2. Reinvent Albany also released a memo of support for a bill in the State Legislature that would end certain subsidies for horseracing.
There is no evidence that the horse racing industry deserves millions in public funding instead of government services like battling the COVID epidemic, providing clean water, better schools or reducing the overall tax burden.
3. Real estate is optimistic about Governor Hochul’s proposal to replace 421-a, but advocates have attacked the plan as “reform in name only” (Commercial Observer). Senator Liz Krueger and NYC Comptroller Brad Lander also came out against the proposal.
City Comptroller Brad Lander opposes 421a and Hochul’s changes, saying the adjustments are a poor and financially wasteful fix for the city’s broken property tax codes, which would be better served by property tax reform and affordable housing subsidies, not tax breaks.
4. Governor Hochul said that Onondaga County’s chances of getting a new chip fab are “better than a long shot,” and the state is offering a substantial incentive package (Syracuse Post-Standard). New York has a history of investing hundreds of millions of dollars in semiconductor plants that produce relatively few jobs.
The governor said she has personally engaged in negotiations with the undisclosed company that would build a multibillion-dollar chip plant at the 1,250-acre White Pine Commerce Park owned by Onondaga County … Hochul confirmed the incentive offer Tuesday at an editorial board meeting of syracuse [dot] com | The Post-Standard. She declined to disclose details of the incentive package or the name of the company.

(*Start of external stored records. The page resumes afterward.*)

use std::env;

use serde::Deserialize;
use tracing::info;

#[derive(Clone, Deserialize, Debug)]
pub struct Config {
    pub env: String, // file / server
    pub host: String,
    pub port: u16,
    pub prefix: Option<String>,
    pub database_url: String,
    pub jwt_secret: String,
    pub jwt_exp: u16,
    pub jwt_refresh_exp: u16,
    pub redis_url: String,
}

pub fn get_config() -> Config {
    let env_var = env::var("env").unwrap_or("file".to_string());
    if env_var == "file" {
        info!("using .env file as environment variable");
        let _ = dotenvy::dotenv();
    } else {
        info!("using server environment as environment variable");
    }
    envy::from_env::<Config>().unwrap()
}
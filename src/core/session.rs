use redis::ConnectionLike;
use serde::{Deserialize, Serialize};

use crate::{model::user::User, settings::Config};

#[derive(Debug, Serialize, Deserialize)]
pub struct SessionData {
    pub user_id: String,
    pub refresh_token: String,
}

pub fn add_session<C: ConnectionLike>(
    redis_conn: &mut C,
    user: &User,
    config: &Config,
    token: String,
    refresh_token: String,
) -> anyhow::Result<()> {
    let session_data = SessionData {
        user_id: user.id.to_string(),
        refresh_token,
    };
    let session_json = serde_json::to_string(&session_data)?;
    redis::Cmd::set_ex(token, session_json, config.jwt_exp as u64).exec(redis_conn)?;
    Ok(())
}

pub fn get_session<C: ConnectionLike>(
    redis_conn: &mut C,
    token: String,
) -> anyhow::Result<Option<SessionData>> {
    let res: Option<String> = redis::cmd("get").arg(token).query(redis_conn)?;
    let res = match res {
        Some(val) => val,
        None => return Ok(None),
    };
    let session_data: SessionData = serde_json::from_str(res.as_str())?;
    Ok(Some(session_data))
}

pub fn remove_session<C: ConnectionLike>(
    redis_conn: &mut C,
    token: String,
) -> anyhow::Result<bool> {
    let res: Option<String> = redis::cmd("get").arg(&token).query(redis_conn)?;
    let res = match res {
        Some(val) => val,
        None => return Ok(false),
    };
    let session_data: SessionData = serde_json::from_str(res.as_str())?;
    redis::cmd("del")
        .arg(session_data.refresh_token)
        .exec(redis_conn)?;
    redis::cmd("del").arg(token).exec(redis_conn)?;
    Ok(true)
}
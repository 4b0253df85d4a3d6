use poem_openapi::{payload::Json, ApiResponse, Object};
use serde::Deserialize;

use crate::schema::common::{
    BadRequestResponse, ConflictResponse, InternalServerErrorResponse, UnauthorizedResponse,
};

#[derive(Object, Deserialize)]
pub struct RegisterRequest {
    pub email: String,
    pub user_name: String,
    pub password: String,
}

#[derive(Object, Deserialize)]
pub struct RegisterResponse {
    pub id: String,
    pub email: String,
    pub user_name: String,
    pub is_active: Option<bool>,
}

#[derive(ApiResponse)]
pub enum RegisterResponses {
    #[oai(status = 201)]
    Created(Json<RegisterResponse>),

    #[oai(status = 400)]
    BadRequest(Json<BadRequestResponse>),

    #[oai(status = 409)]
    Conflict(Json<ConflictResponse>),

    #[oai(status = 500)]
    InternalServerError(Json<InternalServerErrorResponse>),
}

#[derive(Object, Deserialize)]
pub struct LoginRequest {
    /// email or username
    pub user_name: String,
    pub password: String,
}

#[derive(Object, Deserialize)]
pub struct LoginResponse {
    pub exp: String,
    pub exp_in: i32,
    pub exp_refresh_token: String,
    pub refresh_token: String,
    pub token: String,
    pub token_type: String,
}

#[derive(ApiResponse)]
pub enum LoginResponses {
    #[oai(status = 200)]
    Ok(Json<LoginResponse>),

    #[oai(status = 400)]
    BadRequest(Json<BadRequestResponse>),

    #[oai(status = 500)]
    InternalServerError(Json<InternalServerErrorResponse>),
}

#[derive(Object, Deserialize)]
pub struct RefreshTokenRequest {
    pub refresh_token: String,
}

#[derive(Object, Deserialize)]
pub struct RefreshTokenResponse {
    pub exp: String,
    pub exp_in: i32,
    pub token: String,
    pub token_type: String,
}

#[derive(ApiResponse)]
pub enum RefreshTokenResponses {
    #[oai(status = 200)]
    Ok(Json<RefreshTokenResponse>),

    #[oai(status = 401)]
    Unauthorized(Json<UnauthorizedResponse>),

    #[oai(status = 500)]
    InternalServerError(Json<InternalServerErrorResponse>),
}

#[derive(Object, Deserialize)]
pub struct LogoutResponse {
    pub message: String,
}

#[derive(ApiResponse)]
pub enum LogoutResponses {
    #[oai(status = 200)]
    Ok(Json<LogoutResponse>),

    #[oai(status = 401)]
    Unauthorized(Json<UnauthorizedResponse>),

    #[oai(status = 500)]
    InternalServerError(Json<InternalServerErrorResponse>),
}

5. At Boondoggle, Pat Garofalo writes about a common, convoluted proposal in Kentucky that gives tax credits to corporations that invest in small businesses. Audits have repeatedly found that this type of program, which also exists in New York, does next to nothing to boost the economy.

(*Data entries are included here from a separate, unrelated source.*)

use clap::{Args, Parser, Subcommand};
use dinner_match::{
    cli::{
        auth,
        db::{db_generate, db_list, db_migrate, db_revert},
    },
    core::db::init_pool,
    settings::get_config,
};

#[derive(Parser)]
#[command(version, about, long_about = None)]
#[command(propagate_version = true)]
struct Cli {
    #[command(subcommand)]
    command: Commands,
}

#[derive(Debug, Subcommand)]
enum Commands {
    /// Database related command
    Db(DbArgs),
    /// Authentication related command
    Auth(AuthArgs),
}

#[derive(Debug, Args)]
struct AuthArgs {
    #[command(subcommand)]
    command: AuthCommands,
}

#[derive(Debug, Subcommand)]
enum AuthCommands {
    /// Create new user
    CreateUser {
        #[arg(short, long)]
        email: String,
        #[arg(short, long)]
        username: String,
        #[arg(short, long)]
        password: String,
    },
}

#[derive(Debug, Args)]
struct DbArgs {
    #[command(subcommand)]
    command: DbCommands,
}

#[derive(Debug, Subcommand)]
enum DbCommands {
    /// Generate new migration file
    Generate { migration_name: String },
    /// List all migration
    List,
    /// Run all pending migration
    Migrate,
    /// Revert latest migration
    Revert,
}

#[tokio::main]
async fn main() {
    let cli = Cli::parse();
    match &cli.command {
        Commands::Db(db_args) => match &db_args.command {
            DbCommands::Generate { migration_name } => {
                println!("generate migration: {migration_name:?}");
                let _ = dotenvy::dotenv();
                db_generate(migration_name).await;
            }
            DbCommands::List => {
                println!("list migration");
                let _ = dotenvy::dotenv();
                let config = get_config();
                db_list(&config).await;
            }
            DbCommands::Migrate => {
                println!("run all pending migration");
                let _ = dotenvy::dotenv();
                let config = get_config();
                println!("run migration on {}", config.database_url);
                db_migrate(&config).await;
            }
            DbCommands::Revert => {
                println!("revert latest migration");
                let _ = dotenvy::dotenv();
                let config = get_config();
                println!("{}", config.database_url);
                db_revert(&config).await;
            }
        },
        Commands::Auth(auth_args) => match &auth_args.command {
            AuthCommands::CreateUser {
                email,
                username,
                password,
            } => {
                println!("create user: {username:?}");
                let _ = dotenvy::dotenv();
                let config = get_config();
                let pool = init_pool(&config).await;
                auth::create_user(&pool, email, username, password)
                    .await
                    .unwrap();
            }
        },
    }
}
use chrono::{DateTime, FixedOffset};
use sqlx::{
    postgres::{PgArguments, PgRow},
    query::QueryAs,
    Postgres,
};
use uuid::Uuid;

#[derive(Clone)]
pub enum SqlxBinds {
    String(String),
    Bool(bool),
    Uuid(Uuid),
    DateTimeFixedOffset(DateTime<FixedOffset>),
}

pub fn binds_query_as<'a, T: for<'r> sqlx::FromRow<'r, PgRow>>(
    stmt: &'a str,
    binds: Vec<SqlxBinds>,
) -> QueryAs<'a, Postgres, T, PgArguments> {
    let mut q: QueryAs<'_, Postgres, T, PgArguments> = sqlx::query_as(stmt);
    for bind in binds.iter() {
        q = match bind {
            SqlxBinds::String(val) => q.bind(val.clone()),
            SqlxBinds::Bool(val) => q.bind(*val),
            SqlxBinds::Uuid(val) => q.bind(*val),
            SqlxBinds::DateTimeFixedOffset(val) => q.bind(*val),
        };
    }
    q
}

pub fn query_builder(
    select: Option<String>,
    table_name: &str,
    wheres: &[String],
    order_by: Vec<String>,
    limit: Option<u32>,
    offset: Option<u32>,
) -> String {
    // Select
    let mut stmt = "SELECT ".to_string();
    if let Some(val) = select {
        stmt.push_str(&val);
    } else {
        stmt.push_str(" *");
    }

    // From
    stmt.push_str(format!(" FROM {}", table_name).as_str());

    // Where
    if !wheres.is_empty() {
        stmt.push_str(" WHERE ");
        for (idx, item) in wheres.iter().enumerate() {
            stmt.push_str(&format!(" {}", item.clone()).to_string());
            if idx < wheres.len() - 1 {
                stmt.push_str(" AND");
            }
        }
    }

    // order by
    if !order_by.is_empty() {
        stmt.push_str(" ORDER BY");
        for (idx, item) in order_by.iter().enumerate() {
            stmt.push_str(format!(" {}", item).as_str());
            if idx < order_by.len() - 1 {
                stmt.push(',');
            }
        }
    }

    // Limit
    if let Some(val) = limit {
        stmt.push_str(format!(" LIMIT {}", val).as_str());
    }

    // Offset
    if let Some(val) = offset {
        stmt.push_str(format!(" OFFSET {}", val).as_str());
    }
    stmt
}
use poem_openapi::{payload::Json, ApiResponse, Object};
use serde::Deserialize;

use crate::{
    core::utils::{datetime_to_string, datetime_to_string_opt},
    model::match_request::MatchRequest,
    schema::common::{
        BadRequestResponse, ConflictResponse, ForbiddenResponse, InternalServerErrorResponse,
        NotFoundResponse, UnauthorizedResponse,
    },
};

#[derive(Object, Deserialize)]
pub struct MatchCreateRequest {
    pub receiver_id: String,
    pub restaurant_preference: Option<String>,
    /// RFC 3339 timestamp
    pub proposed_date: Option<String>,
}

/// Receiver-only partial update. `status` accepts "accepted" or "rejected".
#[derive(Object, Deserialize)]
pub struct MatchUpdateRequest {
    pub status: Option<String>,
    pub restaurant_preference: Option<String>,
    /// RFC 3339 timestamp
    pub proposed_date: Option<String>,
}

#[derive(Object, Deserialize)]
pub struct DetailMatchRequest {
    pub id: String,
    pub sender_id: String,
    pub receiver_id: String,
    pub status: String,
    pub restaurant_preference: Option<String>,
    pub proposed_date: Option<String>,
    pub created_date: Option<String>,
    pub updated_date: Option<String>,
}

impl DetailMatchRequest {
    pub fn from_model(match_request: &MatchRequest) -> Self {
        Self {
            id: match_request.id.to_string(),
            sender_id: match_request.sender_id.to_string(),
            receiver_id: match_request.receiver_id.to_string(),
            status: match_request.status.as_str().to_string(),
            restaurant_preference: match_request.restaurant_preference.clone(),
            proposed_date: match_request.proposed_date.map(datetime_to_string),
            created_date: datetime_to_string_opt(match_request.created_date),
            updated_date: datetime_to_string_opt(match_request.updated_date),
        }
    }
}

#[derive(ApiResponse)]
pub enum MatchCreateResponses {
    #[oai(status = 201)]
    Created(Json<DetailMatchRequest>),

    #[oai(status = 400)]
    BadRequest(Json<BadRequestResponse>),

    #[oai(status = 401)]
    Unauthorized(Json<UnauthorizedResponse>),

    #[oai(status = 404)]
    NotFound(Json<NotFoundResponse>),

    #[oai(status = 409)]
    Conflict(Json<ConflictResponse>),

    #[oai(status = 500)]
    InternalServerError(Json<InternalServerErrorResponse>),
}

#[derive(ApiResponse)]
pub enum MatchListResponses {
    #[oai(status = 200)]
    Ok(Json<Vec<DetailMatchRequest>>),

    #[oai(status = 401)]
    Unauthorized(Json<UnauthorizedResponse>),

    #[oai(status = 500)]
    InternalServerError(Json<InternalServerErrorResponse>),
}

#[derive(ApiResponse)]
pub enum MatchUpdateResponses {
    #[oai(status = 200)]
    Ok(Json<DetailMatchRequest>),

    #[oai(status = 400)]
    BadRequest(Json<BadRequestResponse>),

    #[oai(status = 401)]
    Unauthorized(Json<UnauthorizedResponse>),

    #[oai(status = 403)]
    Forbidden(Json<ForbiddenResponse>),

    #[oai(status = 404)]
    NotFound(Json<NotFoundResponse>),

    #[oai(status = 409)]
    Conflict(Json<ConflictResponse>),

    #[oai(status = 500)]
    InternalServerError(Json<InternalServerErrorResponse>),
}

These programs suffer from many of the same flaws the federal Opportunity Zone program has: Filtering taxpayer money through investors is simply less efficient and productive than making public investments in those places directly. (Remember, rural areas pay a huge premium for receiving far less under most corporate incentive programs.) Where, in theory, there should be some sort of multiplier effect, because investors bring more of their own dollars to a project than the amount in tax credits they receive, in practice that effect is blunted by money leaving the community as various parties take their cut.
6. General Motors will receive $5.65 million in Excelsior Jobs credits for investing $154 million in its Western New York Lockport Components plant. It’s not clear why General Motors would need the subsidy – in 2020, the company made over $120 billion in revenue.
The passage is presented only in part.